Forthcoming: Sebald’s “A Place in the Country”
October 11, 2009
Somewhat buried in the notices on the copyright page of the recently published novel The Tanners by Robert Walser is the first notice I have seen that an English translation of W.G. Sebald’s Logis in einem Landhaus is in the works. The Tanners opens with Sebald’s essay on Walser called Le Promeneur Solitaire (more in this in a forthcoming post), and the related copyright notice indicates that this essay from Logis in einem Landhaus has been translated by Jo Catling “from the forthcoming work A Place in the Country by W.G. Sebald to be published by Random House.” There is currently no mention of the book on the Random House website.

As I have written earlier, Logis in einem Landhaus (Munich: Carl Hanser Verlag, 1998) includes essays on Robert Walser, Gottfried Keller, Johann Peter Hebel, Jean Jacques Rousseau, Eduard Mörike, and Jan Peter Tripp. Undoubtedly influenced by his earlier forays into fiction – Die Ausgewanderten (1992) and Die Ringe des Saturn (1995) – Sebald inserts images of all types into the essays in Logis in Einem Landhaus. In fact, each of the six essays receives a large foldout image in full color. Will Random House spring for the expense to do the same? Until Catling’s translation of Le Promeneur Solitaire, the only essay from Logis in Einem Landhaus to have appeared in English is the one on artist Jan Peter Tripp, which is included in the British and American editions of Unrecounted, the book on which Sebald and Tripp collaborated.

October 12, 2009 at 11:31 am
So, again, we’re still waiting for translations of his essay or essays on Thomas Bernhard, one of the central influences on Sebald’s work (which he confirms in the KCRW BookWorm interview). What is going on?
October 13, 2009 at 2:04 pm
The Rousseau piece in “Logis” is truly beautiful!
October 18, 2009 at 12:49 pm
Terry,
Can’t find an email address to send this to, so I’ll leave it here. There is a short article on Frank Auerbach, the painter who was one of the models for Max Aurach/Ferber, in the current London Review of Books. The article is available at http://www.lrb.co.uk/v31/n20/feav01_.html.
cheers
October 27, 2009 at 3:26 pm
A beautiful book, translated and published in French in 2005 ( Actes Sud) , the French title being “Séjours à la campagne”

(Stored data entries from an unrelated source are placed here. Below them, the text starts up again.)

//! Correlation pipeline.
//!
//! Two area-keyed series are intersected, cleaned of unusable pairs,
//! min-max normalised and handed to a [`Correlator`]. Every dropped area is
//! counted by reason in the result.

pub mod backend;

use crate::error::{ReferenceError, ReportError};
use crate::models::{
    ActivityCategory, AreaCounts, AreaSeries, CorrelationResult, CorrelationStatus,
    ExclusionCounts, SentimentCounts,
};
use crate::query::AggregationQueries;
use crate::reference::ReferenceCache;
use clap::ValueEnum;
use futures::future::join_all;
use serde::Serialize;
use std::collections::BTreeMap;
use std::fmt;
use std::str::FromStr;
use std::sync::Arc;
use tracing::{debug, warn};

pub use backend::{Correlator, SubprocessCorrelator};

/// Fewest aligned areas worth correlating.
pub const MIN_SAMPLE_SIZE: usize = 2;

/// Two series restricted to the areas usable in both, in area order.
#[derive(Debug, Clone, Default, PartialEq)]
pub struct Alignment {
    pub areas: Vec<String>,
    pub left: Vec<f64>,
    pub right: Vec<f64>,
    pub excluded: ExclusionCounts,
}

/// Intersect two series and drop pairs that cannot be correlated.
pub fn align(left: &AreaSeries, right: &AreaSeries) -> Alignment {
    let mut alignment = Alignment::default();

    for (area, &l) in left {
        let Some(&r) = right.get(area) else {
            alignment.excluded.missing_right += 1;
            continue;
        };

        if !l.is_finite() || !r.is_finite() {
            alignment.excluded.non_finite += 1;
        } else if l == 0.0 || r == 0.0 {
            alignment.excluded.zero += 1;
        } else {
            alignment.areas.push(area.clone());
            alignment.left.push(l);
            alignment.right.push(r);
        }
    }

    alignment.excluded.missing_left = right.keys().filter(|area| !left.contains_key(*area)).count();
    alignment
}

/// Scale values into `[0, 1]`; a constant series maps to all zeros.
pub fn min_max_normalize(values: &[f64]) -> Vec<f64> {
    let min = values.iter().copied().fold(f64::INFINITY, f64::min);
    let max = values.iter().copied().fold(f64::NEG_INFINITY, f64::max);
    let range = max - min;

    values
        .iter()
        .map(|v| if range > 0.0 { (v - min) / range } else { 0.0 })
        .collect()
}

/// Correlates series through an external [`Correlator`].
pub struct CorrelationPipeline {
    correlator: Arc<dyn Correlator>,
    retries: usize,
}

impl CorrelationPipeline {
    /// `retries` is the number of extra attempts after a timeout.
    pub fn new(correlator: Arc<dyn Correlator>, retries: usize) -> Self {
        Self {
            correlator,
            retries,
        }
    }

    pub async fn correlate(&self, left: &AreaSeries, right: &AreaSeries) -> CorrelationResult {
        self.correlate_aligned(&align(left, right)).await
    }

    /// Correlate an existing alignment.
    ///
    /// Never fails: a collaborator that keeps timing out or errors yields a
    /// degraded result without coefficient or p-value.
    pub async fn correlate_aligned(&self, alignment: &Alignment) -> CorrelationResult {
        let result = |status, coefficient: Option<f64>, p_value: Option<f64>| CorrelationResult {
            status,
            coefficient,
            p_value,
            sample_size: alignment.areas.len(),
            excluded: alignment.excluded,
        };

        if alignment.areas.len() < MIN_SAMPLE_SIZE {
            debug!(
                "Only {} aligned area(s), not correlating ({} excluded)",
                alignment.areas.len(),
                alignment.excluded.total()
            );
            return result(CorrelationStatus::InsufficientData, None, None);
        }

        let left = min_max_normalize(&alignment.left);
        let right = min_max_normalize(&alignment.right);

        let attempts = self.retries + 1;
        for attempt in 1..=attempts {
            match self.correlator.pearson(&left, &right).await {
                Ok((coefficient, p_value)) if coefficient.is_finite() => {
                    let p_value = p_value.is_finite().then_some(p_value);
                    return result(CorrelationStatus::Computed, Some(coefficient), p_value);
                }
                Ok(_) => {
                    // A constant side has no defined coefficient.
                    debug!("Correlation undefined for {} areas", alignment.areas.len());
                    return result(CorrelationStatus::InsufficientData, None, None);
                }
                Err(e) if e.is_retryable() && attempt < attempts => {
                    warn!("{} (attempt {}/{}), retrying", e, attempt, attempts);
                }
                Err(e) => {
                    warn!("Correlation degraded: {}", e);
                    break;
                }
            }
        }

        result(CorrelationStatus::Degraded, None, None)
    }
}

/// Sentiment of one area with its normalised reference scores.
#[derive(Debug, Clone, PartialEq, Serialize)]
pub struct SentimentAreaRecord {
    pub positive: u64,
    pub negative: u64,
    pub neutral: u64,
    pub total: u64,
    /// `positive / (positive + negative)`, absent when both are zero.
    pub ratio: Option<f64>,
    /// Reference name to the area's normalised score, for areas that were aligned.
    pub normalised: BTreeMap<String, f64>,
}

/// Sentiment per area correlated against each reference series.
#[derive(Debug, Clone, PartialEq, Serialize)]
pub struct SentimentReport {
    pub areas: BTreeMap<String, SentimentAreaRecord>,
    pub correlations: BTreeMap<String, CorrelationResult>,
    /// References that could not be fetched, with the reason.
    pub unavailable: BTreeMap<String, String>,
}

/// Positivity ratio per area; NaN where an area has no polar statuses.
pub fn positivity_ratios(sentiment: &BTreeMap<String, SentimentCounts>) -> AreaSeries {
    sentiment
        .iter()
        .map(|(area, counts)| (area.clone(), counts.positivity_ratio()))
        .collect()
}

/// Fetch sentiment and the reference series concurrently, then correlate
/// the positivity ratio against each reference.
///
/// A reference that fails to load is listed in `unavailable` and left out of
/// the correlations; the sentiment counts are still returned.
pub async fn sentiment_report(
    queries: &AggregationQueries,
    cache: &ReferenceCache,
    pipeline: &CorrelationPipeline,
    references: &[String],
) -> Result<SentimentReport, ReportError> {
    let (sentiment, loaded) = futures::join!(
        queries.sentiment_by_area(),
        join_all(references.iter().map(|name| cache.series(name))),
    );
    let sentiment = sentiment?;

    let mut series = Vec::new();
    let mut unavailable = BTreeMap::new();
    for (name, result) in references.iter().zip(loaded) {
        match result {
            Ok(reference) => series.push(reference),
            Err(e @ ReferenceError::Fetch { .. }) => {
                warn!("Reference '{}' unavailable: {}", name, e);
                unavailable.insert(name.clone(), e.to_string());
            }
            Err(e) => return Err(e.into()),
        }
    }

    let ratios = positivity_ratios(&sentiment);
    let mut areas: BTreeMap<String, SentimentAreaRecord> = sentiment
        .iter()
        .map(|(area, counts)| {
            let ratio = counts.positivity_ratio();
            (
                area.clone(),
                SentimentAreaRecord {
                    positive: counts.positive,
                    negative: counts.negative,
                    neutral: counts.neutral,
                    total: counts.total(),
                    ratio: ratio.is_finite().then_some(ratio),
                    normalised: BTreeMap::new(),
                },
            )
        })
        .collect();

    let mut correlations = BTreeMap::new();
    for reference in &series {
        let alignment = align(&ratios, &reference.scores());

        for (area, score) in alignment.areas.iter().zip(min_max_normalize(&alignment.right)) {
            if let Some(record) = areas.get_mut(area) {
                record.normalised.insert(reference.name.clone(), score);
            }
        }

        let result = pipeline.correlate_aligned(&alignment).await;
        correlations.insert(reference.name.clone(), result);
    }

    Ok(SentimentReport {
        areas,
        correlations,
        unavailable,
    })
}

/// One side of a correlation, as named on the command line.
#[derive(Debug, Clone, PartialEq)]
pub enum SeriesSource {
    /// Positivity ratio per area.
    Sentiment,
    Counts,
    Activity(Option<ActivityCategory>),
    Keyword(String),
    /// A configured reference dataset.
    Reference(String),
}

impl FromStr for SeriesSource {
    type Err = String;

    fn from_str(s: &str) -> Result<Self, Self::Err> {
        let s = s.trim();
        let (kind, arg) = match s.split_once(':') {
            Some((kind, arg)) => (kind, Some(arg)),
            None => (s, None),
        };

        match (kind, arg) {
            ("", _) => Err("series name cannot be empty".to_string()),
            ("sentiment", None) => Ok(SeriesSource::Sentiment),
            ("counts", None) => Ok(SeriesSource::Counts),
            ("activity", None) => Ok(SeriesSource::Activity(None)),
            ("activity", Some(category)) => {
                <ActivityCategory as ValueEnum>::from_str(category, true)
                    .map(|c| SeriesSource::Activity(Some(c)))
                    .map_err(|_| format!("unknown activity category '{}'", category))
            }
            ("keyword", Some(word)) if !word.trim().is_empty() => {
                Ok(SeriesSource::Keyword(word.to_string()))
            }
            ("keyword", _) => Err("keyword series need a word, e.g. keyword:storm".to_string()),
            (name, None) => Ok(SeriesSource::Reference(name.to_string())),
            (name, Some(_)) => Err(format!("series '{}' takes no argument", name)),
        }
    }
}

impl fmt::Display for SeriesSource {
    fn fmt(&self, f: &mut fmt::Formatter<'_>) -> fmt::Result {
        match self {
            SeriesSource::Sentiment => write!(f, "sentiment"),
            SeriesSource::Counts => write!(f, "counts"),
            SeriesSource::Activity(None) => write!(f, "activity"),
            SeriesSource::Activity(Some(category)) => {
                write!(f, "activity:{}", category.to_string().to_lowercase())
            }
            SeriesSource::Keyword(word) => write!(f, "keyword:{}", word),
            SeriesSource::Reference(name) => write!(f, "{}", name),
        }
    }
}

/// Resolve a [`SeriesSource`] to an area series.
pub async fn load_series(
    source: &SeriesSource,
    queries: &AggregationQueries,
    cache: &ReferenceCache,
) -> Result<AreaSeries, ReportError> {
    let as_series = |counts: AreaCounts| -> AreaSeries {
        counts.into_iter().map(|(area, n)| (area, n as f64)).collect()
    };

    let series = match source {
        SeriesSource::Sentiment => positivity_ratios(&queries.sentiment_by_area().await?),
        SeriesSource::Counts => as_series(queries.count_by_area().await?),
        SeriesSource::Activity(category) => as_series(queries.activity_by_area(*category).await?),
        SeriesSource::Keyword(word) => as_series(queries.keyword_count_all_areas(word).await?),
        SeriesSource::Reference(name) => cache.series(name).await?.scores(),
    };
    Ok(series)
}

/// A correlation between two named series.
#[derive(Debug, Clone, PartialEq, Serialize)]
pub struct PairCorrelation {
    pub left: String,
    pub right: String,
    #[serde(flatten)]
    pub result: CorrelationResult,
}

/// Load both series concurrently and correlate them.
pub async fn correlate_sources(
    left: &SeriesSource,
    right: &SeriesSource,
    queries: &AggregationQueries,
    cache: &ReferenceCache,
    pipeline: &CorrelationPipeline,
) -> Result<PairCorrelation, ReportError> {
    let (left_series, right_series) = futures::try_join!(
        load_series(left, queries, cache),
        load_series(right, queries, cache),
    )?;

    Ok(PairCorrelation {
        left: left.to_string(),
        right: right.to_string(),
        result: pipeline.correlate(&left_series, &right_series).await,
    })
}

December 16, 2009 at 4:55 pm
Can you tell me please if the translation is going to be available in the U.S? I can find no mention of it anywhere, and unfortunately my copy of The Tanners is without the Sebald essay, which I would very much like to read.
Thank you.
December 16, 2009 at 8:26 pm
Nicole: I feel sure that the translation will appear in the US from Random House, but you are right – there is no advance notice about this yet.
I am puzzled by your comment that your copy of The Tanners doesn’t have Sebald’s essay. There is only one edition in English – from New Directions – and it has the Sebald piece in it. Maybe you need to buy a new copy. Terry
December 17, 2009 at 10:17 am
Thank you Terry. I’ll have to watch for the Sebald book, or learn German I suppose.
The reason my copy of The Tanners doesn’t have the Sebald essay is that it was an advance copy sent to book stores that my friend, who owns a bookstore gave to me to read, the essay was accidentally omitted from that printing.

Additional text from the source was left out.